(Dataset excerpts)
*** Block opens ***
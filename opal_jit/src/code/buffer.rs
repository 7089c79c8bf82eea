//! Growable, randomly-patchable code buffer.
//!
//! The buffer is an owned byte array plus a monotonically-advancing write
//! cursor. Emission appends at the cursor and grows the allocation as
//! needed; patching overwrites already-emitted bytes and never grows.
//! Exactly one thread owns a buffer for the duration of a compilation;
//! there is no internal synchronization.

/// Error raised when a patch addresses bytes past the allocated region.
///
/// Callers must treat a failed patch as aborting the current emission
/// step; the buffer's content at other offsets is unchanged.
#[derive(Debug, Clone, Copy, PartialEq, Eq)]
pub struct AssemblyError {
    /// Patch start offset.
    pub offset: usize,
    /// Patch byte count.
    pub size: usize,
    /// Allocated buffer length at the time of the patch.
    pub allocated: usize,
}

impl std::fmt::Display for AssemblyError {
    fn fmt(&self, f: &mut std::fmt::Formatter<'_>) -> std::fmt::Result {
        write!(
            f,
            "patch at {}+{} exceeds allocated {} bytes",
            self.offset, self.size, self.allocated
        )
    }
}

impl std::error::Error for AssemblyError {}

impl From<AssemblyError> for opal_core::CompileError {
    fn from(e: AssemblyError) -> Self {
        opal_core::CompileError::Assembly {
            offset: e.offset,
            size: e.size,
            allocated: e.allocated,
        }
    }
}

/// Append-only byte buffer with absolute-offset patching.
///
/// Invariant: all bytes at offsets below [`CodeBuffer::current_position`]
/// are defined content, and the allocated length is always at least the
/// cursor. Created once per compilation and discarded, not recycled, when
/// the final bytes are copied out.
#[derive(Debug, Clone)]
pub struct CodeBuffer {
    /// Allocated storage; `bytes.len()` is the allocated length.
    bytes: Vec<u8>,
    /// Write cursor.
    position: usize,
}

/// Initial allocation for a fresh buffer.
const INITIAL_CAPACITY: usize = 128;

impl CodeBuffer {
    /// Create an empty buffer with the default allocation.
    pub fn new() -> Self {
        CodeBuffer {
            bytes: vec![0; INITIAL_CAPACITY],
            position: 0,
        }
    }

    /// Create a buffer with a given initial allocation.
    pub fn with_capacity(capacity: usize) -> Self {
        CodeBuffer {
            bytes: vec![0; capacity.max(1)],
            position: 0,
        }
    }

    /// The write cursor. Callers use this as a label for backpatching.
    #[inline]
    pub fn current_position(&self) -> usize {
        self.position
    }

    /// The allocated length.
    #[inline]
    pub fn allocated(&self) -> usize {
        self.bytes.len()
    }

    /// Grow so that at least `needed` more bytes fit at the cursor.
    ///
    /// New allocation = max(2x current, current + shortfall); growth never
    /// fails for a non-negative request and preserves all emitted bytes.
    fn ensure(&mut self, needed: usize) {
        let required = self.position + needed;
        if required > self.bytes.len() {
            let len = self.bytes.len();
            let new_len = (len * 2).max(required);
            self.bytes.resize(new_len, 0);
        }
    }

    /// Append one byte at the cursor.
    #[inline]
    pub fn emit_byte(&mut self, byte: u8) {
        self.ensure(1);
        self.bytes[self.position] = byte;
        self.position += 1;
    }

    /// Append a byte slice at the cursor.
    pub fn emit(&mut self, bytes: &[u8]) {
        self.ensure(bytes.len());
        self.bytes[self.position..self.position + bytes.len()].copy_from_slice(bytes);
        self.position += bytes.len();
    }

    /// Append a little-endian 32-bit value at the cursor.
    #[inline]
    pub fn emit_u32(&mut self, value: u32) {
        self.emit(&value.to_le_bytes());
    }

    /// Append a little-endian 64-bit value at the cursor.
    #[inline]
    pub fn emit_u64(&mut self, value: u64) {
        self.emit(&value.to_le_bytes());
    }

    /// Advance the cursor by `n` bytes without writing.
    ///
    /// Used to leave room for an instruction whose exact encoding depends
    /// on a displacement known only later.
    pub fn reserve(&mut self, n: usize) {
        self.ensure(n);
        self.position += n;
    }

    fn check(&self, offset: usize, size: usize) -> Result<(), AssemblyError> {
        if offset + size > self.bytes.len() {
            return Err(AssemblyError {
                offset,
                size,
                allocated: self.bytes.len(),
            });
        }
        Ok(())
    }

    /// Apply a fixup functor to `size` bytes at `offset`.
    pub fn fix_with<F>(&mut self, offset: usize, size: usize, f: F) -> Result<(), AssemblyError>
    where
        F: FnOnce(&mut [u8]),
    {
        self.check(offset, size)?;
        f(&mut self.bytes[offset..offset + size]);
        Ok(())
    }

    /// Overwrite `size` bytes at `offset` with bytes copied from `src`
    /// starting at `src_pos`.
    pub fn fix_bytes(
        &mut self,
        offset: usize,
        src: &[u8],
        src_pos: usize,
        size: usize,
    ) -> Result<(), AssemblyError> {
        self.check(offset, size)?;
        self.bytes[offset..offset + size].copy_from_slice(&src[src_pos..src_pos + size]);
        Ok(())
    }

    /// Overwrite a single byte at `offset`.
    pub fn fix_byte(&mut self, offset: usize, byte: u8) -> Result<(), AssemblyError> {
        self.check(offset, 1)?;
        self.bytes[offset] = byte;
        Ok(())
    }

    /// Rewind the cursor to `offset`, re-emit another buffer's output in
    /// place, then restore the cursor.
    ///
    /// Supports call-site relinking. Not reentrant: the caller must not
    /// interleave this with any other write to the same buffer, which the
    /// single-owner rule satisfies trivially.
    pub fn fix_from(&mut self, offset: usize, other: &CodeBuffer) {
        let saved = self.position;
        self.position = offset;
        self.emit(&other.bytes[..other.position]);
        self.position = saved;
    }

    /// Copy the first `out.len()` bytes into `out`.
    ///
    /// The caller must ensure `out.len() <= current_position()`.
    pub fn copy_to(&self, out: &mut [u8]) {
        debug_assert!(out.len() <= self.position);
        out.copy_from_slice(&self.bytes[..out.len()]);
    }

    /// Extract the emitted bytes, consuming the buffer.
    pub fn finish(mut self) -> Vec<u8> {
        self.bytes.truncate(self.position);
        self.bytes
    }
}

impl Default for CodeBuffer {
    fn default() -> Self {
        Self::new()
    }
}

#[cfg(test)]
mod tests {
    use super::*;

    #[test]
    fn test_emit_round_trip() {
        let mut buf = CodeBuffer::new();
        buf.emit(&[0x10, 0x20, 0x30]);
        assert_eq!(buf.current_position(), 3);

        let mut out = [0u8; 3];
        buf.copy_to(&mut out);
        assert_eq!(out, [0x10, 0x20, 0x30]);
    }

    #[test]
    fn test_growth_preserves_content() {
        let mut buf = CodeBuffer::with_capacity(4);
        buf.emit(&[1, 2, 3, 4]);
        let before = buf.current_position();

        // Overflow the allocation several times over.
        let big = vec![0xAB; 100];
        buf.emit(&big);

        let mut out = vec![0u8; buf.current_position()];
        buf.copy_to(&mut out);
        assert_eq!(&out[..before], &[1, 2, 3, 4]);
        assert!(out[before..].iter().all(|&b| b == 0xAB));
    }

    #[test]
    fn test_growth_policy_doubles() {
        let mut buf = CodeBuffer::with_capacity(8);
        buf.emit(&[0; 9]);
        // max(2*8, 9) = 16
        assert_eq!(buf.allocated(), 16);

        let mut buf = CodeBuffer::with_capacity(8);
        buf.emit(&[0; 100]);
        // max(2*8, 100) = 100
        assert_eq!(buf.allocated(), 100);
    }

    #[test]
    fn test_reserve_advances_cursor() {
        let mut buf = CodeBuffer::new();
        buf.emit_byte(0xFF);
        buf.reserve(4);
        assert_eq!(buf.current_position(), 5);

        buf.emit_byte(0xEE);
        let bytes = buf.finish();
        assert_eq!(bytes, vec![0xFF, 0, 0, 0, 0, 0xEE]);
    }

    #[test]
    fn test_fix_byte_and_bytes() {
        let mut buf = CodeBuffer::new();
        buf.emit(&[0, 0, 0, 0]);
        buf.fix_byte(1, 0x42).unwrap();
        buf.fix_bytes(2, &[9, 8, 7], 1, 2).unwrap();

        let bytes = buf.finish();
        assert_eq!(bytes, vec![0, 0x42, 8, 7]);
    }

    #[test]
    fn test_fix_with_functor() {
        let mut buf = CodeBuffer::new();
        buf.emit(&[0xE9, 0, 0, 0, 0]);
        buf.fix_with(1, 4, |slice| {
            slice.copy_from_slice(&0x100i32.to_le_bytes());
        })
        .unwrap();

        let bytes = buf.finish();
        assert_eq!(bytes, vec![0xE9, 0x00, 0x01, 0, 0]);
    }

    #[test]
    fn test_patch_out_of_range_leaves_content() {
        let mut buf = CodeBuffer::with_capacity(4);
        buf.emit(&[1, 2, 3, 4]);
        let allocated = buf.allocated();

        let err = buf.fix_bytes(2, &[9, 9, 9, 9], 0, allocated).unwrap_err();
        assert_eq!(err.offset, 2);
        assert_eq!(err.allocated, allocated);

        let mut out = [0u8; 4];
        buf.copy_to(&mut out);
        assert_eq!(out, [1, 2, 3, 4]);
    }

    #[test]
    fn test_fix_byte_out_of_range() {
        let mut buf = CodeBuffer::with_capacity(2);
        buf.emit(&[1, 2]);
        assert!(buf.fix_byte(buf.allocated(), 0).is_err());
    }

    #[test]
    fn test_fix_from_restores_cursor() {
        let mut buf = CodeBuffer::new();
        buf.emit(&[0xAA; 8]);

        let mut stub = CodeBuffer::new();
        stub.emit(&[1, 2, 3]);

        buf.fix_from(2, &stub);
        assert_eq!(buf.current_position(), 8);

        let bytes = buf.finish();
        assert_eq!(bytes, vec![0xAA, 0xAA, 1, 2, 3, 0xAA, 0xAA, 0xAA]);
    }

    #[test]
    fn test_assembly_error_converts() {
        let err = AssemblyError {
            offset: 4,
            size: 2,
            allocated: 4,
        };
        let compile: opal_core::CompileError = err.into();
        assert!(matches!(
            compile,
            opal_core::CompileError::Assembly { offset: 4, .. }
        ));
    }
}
*** Block closes ***
▶ **Task prompt**
Search each line of the data above for "must", and copy the lines where it occurs.

▶ **Exercise result**
/// Callers must treat a failed patch as aborting the current emission
    /// Supports call-site relinking. Not reentrant: the caller must not
    /// The caller must ensure `out.len() <= current_position()`.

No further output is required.